**EXERCISE PROMPT**
Which lines of the records below contain the string "AtomicBool"? Report each of them.

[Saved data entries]

________________

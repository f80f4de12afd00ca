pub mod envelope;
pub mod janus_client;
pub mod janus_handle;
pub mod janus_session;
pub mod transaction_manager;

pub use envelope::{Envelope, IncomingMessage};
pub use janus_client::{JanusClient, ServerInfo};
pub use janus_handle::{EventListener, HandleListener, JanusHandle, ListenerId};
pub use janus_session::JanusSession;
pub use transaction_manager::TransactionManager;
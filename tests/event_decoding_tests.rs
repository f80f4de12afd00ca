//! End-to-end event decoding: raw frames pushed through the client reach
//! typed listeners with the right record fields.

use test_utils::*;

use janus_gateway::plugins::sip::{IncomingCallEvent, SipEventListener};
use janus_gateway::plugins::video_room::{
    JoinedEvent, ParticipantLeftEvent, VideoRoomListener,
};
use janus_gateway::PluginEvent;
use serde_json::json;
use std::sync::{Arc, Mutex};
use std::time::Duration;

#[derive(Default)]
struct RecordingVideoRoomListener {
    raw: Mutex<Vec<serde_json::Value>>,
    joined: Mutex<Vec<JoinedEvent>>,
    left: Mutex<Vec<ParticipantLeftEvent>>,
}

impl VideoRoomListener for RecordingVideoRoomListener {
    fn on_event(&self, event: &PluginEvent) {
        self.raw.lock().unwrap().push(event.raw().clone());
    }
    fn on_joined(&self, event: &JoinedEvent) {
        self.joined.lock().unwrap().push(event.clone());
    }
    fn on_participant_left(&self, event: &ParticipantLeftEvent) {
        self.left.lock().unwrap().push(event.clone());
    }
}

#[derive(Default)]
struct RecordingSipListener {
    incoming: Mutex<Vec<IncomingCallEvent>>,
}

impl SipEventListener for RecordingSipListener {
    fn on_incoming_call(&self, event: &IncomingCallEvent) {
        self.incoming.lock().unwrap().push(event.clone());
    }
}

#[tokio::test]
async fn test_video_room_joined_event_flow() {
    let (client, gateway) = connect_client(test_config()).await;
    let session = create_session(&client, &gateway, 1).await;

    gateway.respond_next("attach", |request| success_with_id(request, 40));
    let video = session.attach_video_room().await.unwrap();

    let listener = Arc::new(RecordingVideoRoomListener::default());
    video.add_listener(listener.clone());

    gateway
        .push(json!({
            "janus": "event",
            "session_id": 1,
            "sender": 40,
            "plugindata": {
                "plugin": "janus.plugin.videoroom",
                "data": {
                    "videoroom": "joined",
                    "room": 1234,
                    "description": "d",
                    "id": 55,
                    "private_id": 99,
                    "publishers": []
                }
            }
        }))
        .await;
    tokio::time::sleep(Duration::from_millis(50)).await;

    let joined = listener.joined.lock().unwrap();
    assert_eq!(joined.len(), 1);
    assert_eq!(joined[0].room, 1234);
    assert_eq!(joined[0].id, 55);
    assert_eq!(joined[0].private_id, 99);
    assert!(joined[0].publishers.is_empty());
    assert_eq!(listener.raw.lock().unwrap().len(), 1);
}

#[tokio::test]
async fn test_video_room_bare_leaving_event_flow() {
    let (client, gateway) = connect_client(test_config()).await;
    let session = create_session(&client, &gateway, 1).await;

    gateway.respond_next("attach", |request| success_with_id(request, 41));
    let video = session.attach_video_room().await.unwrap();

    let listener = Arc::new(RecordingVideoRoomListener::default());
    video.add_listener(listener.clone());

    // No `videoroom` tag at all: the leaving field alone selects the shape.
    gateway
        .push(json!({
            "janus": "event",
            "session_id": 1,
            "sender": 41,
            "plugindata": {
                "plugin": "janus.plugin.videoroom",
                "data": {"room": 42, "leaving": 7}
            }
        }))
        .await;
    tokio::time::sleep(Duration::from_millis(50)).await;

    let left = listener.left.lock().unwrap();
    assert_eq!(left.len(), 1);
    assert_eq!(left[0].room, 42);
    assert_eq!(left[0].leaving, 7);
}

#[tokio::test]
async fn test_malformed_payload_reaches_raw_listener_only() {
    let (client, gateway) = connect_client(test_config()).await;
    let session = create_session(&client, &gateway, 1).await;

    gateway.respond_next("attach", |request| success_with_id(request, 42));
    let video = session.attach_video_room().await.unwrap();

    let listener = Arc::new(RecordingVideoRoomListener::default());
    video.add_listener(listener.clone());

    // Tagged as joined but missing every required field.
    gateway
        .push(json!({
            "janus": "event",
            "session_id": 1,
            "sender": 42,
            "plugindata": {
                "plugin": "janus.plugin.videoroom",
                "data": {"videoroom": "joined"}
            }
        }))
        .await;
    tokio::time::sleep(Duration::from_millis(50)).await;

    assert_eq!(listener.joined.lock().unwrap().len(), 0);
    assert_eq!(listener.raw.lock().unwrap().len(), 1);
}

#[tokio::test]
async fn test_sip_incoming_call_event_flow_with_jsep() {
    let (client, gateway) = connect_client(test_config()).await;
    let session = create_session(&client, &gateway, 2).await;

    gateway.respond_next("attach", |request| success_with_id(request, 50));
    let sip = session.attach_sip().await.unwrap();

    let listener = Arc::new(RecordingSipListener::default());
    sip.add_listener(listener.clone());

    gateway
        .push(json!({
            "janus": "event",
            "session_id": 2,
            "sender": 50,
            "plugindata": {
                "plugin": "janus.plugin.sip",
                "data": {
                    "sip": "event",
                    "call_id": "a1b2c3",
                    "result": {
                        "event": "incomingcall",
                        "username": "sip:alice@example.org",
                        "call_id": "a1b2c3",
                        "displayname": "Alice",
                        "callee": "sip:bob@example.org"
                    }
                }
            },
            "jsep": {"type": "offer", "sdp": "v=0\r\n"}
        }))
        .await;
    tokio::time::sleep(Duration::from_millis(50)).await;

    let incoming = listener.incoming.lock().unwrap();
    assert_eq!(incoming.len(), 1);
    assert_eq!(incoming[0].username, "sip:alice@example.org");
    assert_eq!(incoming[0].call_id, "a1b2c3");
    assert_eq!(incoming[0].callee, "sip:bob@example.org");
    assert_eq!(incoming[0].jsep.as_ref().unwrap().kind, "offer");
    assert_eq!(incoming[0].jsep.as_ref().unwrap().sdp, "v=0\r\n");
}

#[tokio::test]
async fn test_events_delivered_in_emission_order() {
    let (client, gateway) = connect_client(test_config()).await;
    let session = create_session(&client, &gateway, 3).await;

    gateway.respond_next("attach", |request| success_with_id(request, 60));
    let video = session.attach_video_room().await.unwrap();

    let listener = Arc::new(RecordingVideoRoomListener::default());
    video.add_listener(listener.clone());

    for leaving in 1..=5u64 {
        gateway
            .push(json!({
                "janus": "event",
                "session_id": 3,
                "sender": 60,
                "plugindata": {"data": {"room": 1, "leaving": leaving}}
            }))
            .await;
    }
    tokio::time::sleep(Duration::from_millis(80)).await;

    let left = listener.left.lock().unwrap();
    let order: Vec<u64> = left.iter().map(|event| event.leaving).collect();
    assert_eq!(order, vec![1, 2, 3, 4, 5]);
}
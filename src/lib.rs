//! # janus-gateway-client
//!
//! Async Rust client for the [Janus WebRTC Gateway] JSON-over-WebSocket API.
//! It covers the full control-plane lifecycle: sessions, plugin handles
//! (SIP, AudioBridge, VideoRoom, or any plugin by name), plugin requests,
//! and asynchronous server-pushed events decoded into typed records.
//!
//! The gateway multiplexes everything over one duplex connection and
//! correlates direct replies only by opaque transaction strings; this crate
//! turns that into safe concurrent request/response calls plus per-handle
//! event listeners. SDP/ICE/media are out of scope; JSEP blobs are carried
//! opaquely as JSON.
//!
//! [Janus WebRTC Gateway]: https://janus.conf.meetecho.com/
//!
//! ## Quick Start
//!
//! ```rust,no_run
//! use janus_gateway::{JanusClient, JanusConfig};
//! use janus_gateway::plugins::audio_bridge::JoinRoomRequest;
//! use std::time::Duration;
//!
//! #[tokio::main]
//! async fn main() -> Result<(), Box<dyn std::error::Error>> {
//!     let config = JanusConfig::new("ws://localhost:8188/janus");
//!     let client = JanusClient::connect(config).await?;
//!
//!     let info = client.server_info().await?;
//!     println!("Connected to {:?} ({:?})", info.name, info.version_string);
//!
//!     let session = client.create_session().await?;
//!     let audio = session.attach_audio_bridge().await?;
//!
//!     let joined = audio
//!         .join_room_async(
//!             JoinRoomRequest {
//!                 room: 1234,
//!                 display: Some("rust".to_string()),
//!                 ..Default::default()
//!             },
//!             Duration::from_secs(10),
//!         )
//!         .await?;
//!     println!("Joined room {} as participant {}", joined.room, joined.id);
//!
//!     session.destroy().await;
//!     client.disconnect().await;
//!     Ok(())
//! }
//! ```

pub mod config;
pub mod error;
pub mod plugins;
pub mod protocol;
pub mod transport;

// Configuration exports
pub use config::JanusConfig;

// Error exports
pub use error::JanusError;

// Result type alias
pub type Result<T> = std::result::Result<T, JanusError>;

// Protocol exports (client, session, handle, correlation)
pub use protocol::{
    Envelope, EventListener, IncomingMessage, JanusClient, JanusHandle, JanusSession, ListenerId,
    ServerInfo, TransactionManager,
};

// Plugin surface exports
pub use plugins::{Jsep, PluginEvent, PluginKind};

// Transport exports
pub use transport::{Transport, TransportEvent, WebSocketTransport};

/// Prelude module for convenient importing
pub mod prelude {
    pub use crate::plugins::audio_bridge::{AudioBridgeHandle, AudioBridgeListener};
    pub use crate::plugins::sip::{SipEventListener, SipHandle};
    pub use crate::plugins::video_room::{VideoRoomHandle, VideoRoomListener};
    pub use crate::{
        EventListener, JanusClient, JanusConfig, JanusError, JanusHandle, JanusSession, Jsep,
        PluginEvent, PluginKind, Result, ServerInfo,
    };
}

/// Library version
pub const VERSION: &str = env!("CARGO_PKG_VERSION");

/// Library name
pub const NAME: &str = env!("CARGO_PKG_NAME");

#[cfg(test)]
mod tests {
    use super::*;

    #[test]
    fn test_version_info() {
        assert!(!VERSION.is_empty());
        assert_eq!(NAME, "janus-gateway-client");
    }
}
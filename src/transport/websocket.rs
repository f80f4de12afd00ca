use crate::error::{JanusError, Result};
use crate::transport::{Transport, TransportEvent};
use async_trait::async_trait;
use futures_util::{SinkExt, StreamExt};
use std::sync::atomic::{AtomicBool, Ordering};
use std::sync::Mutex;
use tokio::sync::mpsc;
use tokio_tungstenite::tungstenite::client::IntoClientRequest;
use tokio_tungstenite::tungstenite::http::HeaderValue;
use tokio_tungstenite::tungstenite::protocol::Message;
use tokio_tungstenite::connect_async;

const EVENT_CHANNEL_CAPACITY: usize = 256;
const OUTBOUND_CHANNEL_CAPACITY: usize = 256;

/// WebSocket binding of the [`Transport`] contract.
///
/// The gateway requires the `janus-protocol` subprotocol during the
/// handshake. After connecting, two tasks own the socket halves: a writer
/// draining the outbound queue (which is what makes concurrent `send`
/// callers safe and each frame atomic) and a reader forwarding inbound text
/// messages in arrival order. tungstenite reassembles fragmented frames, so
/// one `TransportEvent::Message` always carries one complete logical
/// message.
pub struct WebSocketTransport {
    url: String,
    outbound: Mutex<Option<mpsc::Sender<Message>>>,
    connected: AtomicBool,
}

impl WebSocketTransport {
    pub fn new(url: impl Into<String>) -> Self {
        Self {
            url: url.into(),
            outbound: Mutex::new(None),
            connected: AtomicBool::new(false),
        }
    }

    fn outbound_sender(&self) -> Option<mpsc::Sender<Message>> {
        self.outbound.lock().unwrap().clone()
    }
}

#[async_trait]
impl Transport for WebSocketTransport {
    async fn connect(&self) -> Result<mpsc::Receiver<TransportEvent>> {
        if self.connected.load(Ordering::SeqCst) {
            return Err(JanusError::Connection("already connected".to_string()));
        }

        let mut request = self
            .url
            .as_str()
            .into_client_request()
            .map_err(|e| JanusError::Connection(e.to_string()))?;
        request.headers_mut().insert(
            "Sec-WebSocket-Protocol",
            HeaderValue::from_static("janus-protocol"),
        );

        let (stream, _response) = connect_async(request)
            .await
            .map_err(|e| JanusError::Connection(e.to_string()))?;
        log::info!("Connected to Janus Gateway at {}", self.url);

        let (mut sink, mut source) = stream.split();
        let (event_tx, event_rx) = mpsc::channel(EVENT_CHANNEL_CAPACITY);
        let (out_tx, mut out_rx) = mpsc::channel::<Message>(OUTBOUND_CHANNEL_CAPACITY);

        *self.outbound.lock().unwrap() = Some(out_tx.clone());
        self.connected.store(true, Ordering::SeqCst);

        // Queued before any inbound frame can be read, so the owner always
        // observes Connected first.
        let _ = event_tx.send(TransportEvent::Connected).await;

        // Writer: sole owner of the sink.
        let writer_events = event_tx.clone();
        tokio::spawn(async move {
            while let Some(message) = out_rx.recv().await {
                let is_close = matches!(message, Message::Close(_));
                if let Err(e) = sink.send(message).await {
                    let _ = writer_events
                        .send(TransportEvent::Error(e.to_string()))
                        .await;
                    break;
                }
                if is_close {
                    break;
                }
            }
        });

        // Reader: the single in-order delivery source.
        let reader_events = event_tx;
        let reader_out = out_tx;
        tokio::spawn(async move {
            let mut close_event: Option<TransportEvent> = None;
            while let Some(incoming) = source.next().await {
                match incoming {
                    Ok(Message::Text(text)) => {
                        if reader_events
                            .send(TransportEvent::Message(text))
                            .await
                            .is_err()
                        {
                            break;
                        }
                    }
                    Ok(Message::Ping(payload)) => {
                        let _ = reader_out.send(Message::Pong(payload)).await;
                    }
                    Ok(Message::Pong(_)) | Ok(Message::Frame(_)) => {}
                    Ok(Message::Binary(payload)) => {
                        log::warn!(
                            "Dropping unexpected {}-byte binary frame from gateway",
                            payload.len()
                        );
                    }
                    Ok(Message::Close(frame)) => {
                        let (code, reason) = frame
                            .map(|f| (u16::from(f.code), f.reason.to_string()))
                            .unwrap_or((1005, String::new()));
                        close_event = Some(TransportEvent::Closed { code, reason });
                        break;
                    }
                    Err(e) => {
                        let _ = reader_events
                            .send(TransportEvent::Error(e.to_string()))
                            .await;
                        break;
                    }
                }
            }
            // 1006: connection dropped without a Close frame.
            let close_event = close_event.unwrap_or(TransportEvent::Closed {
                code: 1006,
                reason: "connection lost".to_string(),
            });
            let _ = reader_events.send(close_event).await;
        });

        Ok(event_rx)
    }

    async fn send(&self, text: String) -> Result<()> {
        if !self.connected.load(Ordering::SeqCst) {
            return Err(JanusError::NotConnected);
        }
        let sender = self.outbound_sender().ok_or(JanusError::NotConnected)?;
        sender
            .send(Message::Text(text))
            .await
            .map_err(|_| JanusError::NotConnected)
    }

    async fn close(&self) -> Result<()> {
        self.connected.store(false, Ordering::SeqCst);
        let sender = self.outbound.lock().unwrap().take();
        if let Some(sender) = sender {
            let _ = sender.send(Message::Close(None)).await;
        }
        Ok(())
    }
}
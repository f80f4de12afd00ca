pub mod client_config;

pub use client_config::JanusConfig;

________________

**WORKED SOLUTION**
use std::sync::atomic::{AtomicBool, Ordering};
    connected: AtomicBool,
            connected: AtomicBool::new(false),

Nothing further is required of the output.